Records from a collection
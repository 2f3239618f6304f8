// Copyright 2024. The Tari Project
//
// Redistribution and use in source and binary forms, with or without modification, are permitted provided that the
// following conditions are met:
//
// 1. Redistributions of source code must retain the above copyright notice, this list of conditions and the following
// disclaimer.
//
// 2. Redistributions in binary form must reproduce the above copyright notice, this list of conditions and the
// following disclaimer in the documentation and/or other materials provided with the distribution.
//
// 3. Neither the name of the copyright holder nor the names of its contributors may be used to endorse or promote
// products derived from this software without specific prior written permission.
//
// THIS SOFTWARE IS PROVIDED BY THE COPYRIGHT HOLDERS AND CONTRIBUTORS "AS IS" AND ANY EXPRESS OR IMPLIED WARRANTIES,
// INCLUDING, BUT NOT LIMITED TO, THE IMPLIED WARRANTIES OF MERCHANTABILITY AND FITNESS FOR A PARTICULAR PURPOSE ARE
// DISCLAIMED. IN NO EVENT SHALL THE COPYRIGHT HOLDER OR CONTRIBUTORS BE LIABLE FOR ANY DIRECT, INDIRECT, INCIDENTAL,
// SPECIAL, EXEMPLARY, OR CONSEQUENTIAL DAMAGES (INCLUDING, BUT NOT LIMITED TO, PROCUREMENT OF SUBSTITUTE GOODS OR
// SERVICES; LOSS OF USE, DATA, OR PROFITS; OR BUSINESS INTERRUPTION) HOWEVER CAUSED AND ON ANY THEORY OF LIABILITY,
// WHETHER IN CONTRACT, STRICT LIABILITY, OR TORT (INCLUDING NEGLIGENCE OR OTHERWISE) ARISING IN ANY WAY OUT OF THE
// USE OF THIS SOFTWARE, EVEN IF ADVISED OF THE POSSIBILITY OF SUCH DAMAGE.

use crate::{
    chain_storage::Utxo,
    transactions::transaction_components::{Transaction, TransactionOutput},
    validation::ValidationError,
};

/// A transaction together with the UTXOs its inputs spend, in input order, and the height of the chain tip it is
/// validated against
#[derive(Debug, Clone)]
pub struct TransactionContext<'a> {
    transaction: &'a Transaction,
    spent_utxos: Vec<Utxo>,
    source_outputs: Vec<TransactionOutput>,
    tip_height: u64,
}

impl<'a> TransactionContext<'a> {
    pub fn new(
        transaction: &'a Transaction,
        spent_utxos: Vec<Utxo>,
        tip_height: u64,
    ) -> Result<Self, ValidationError> {
        if spent_utxos.len() != transaction.inputs.len() {
            return Err(ValidationError::SpentOutputCountMismatch {
                expected: transaction.inputs.len(),
                actual: spent_utxos.len(),
            });
        }
        let source_outputs = spent_utxos.iter().map(|utxo| utxo.output.clone()).collect();
        Ok(Self {
            transaction,
            spent_utxos,
            source_outputs,
            tip_height,
        })
    }

    pub fn transaction(&self) -> &'a Transaction {
        self.transaction
    }

    pub fn spent_utxos(&self) -> &[Utxo] {
        &self.spent_utxos
    }

    pub fn source_outputs(&self) -> &[TransactionOutput] {
        &self.source_outputs
    }

    pub fn tip_height(&self) -> u64 {
        self.tip_height
    }
}

/// A stateless check of one aspect of a transaction. Validators are composed by
/// [TransactionValidator](crate::validation::TransactionValidator).
pub trait TransactionValidation: Send + Sync {
    fn validate(&self, context: &TransactionContext<'_>) -> Result<(), ValidationError>;
}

YOUR INSTRUCTIONS ::
How many lines in the records above hold the word "WARRANTIES"? Give only the number.

EXERCISE SOLUTION ::
2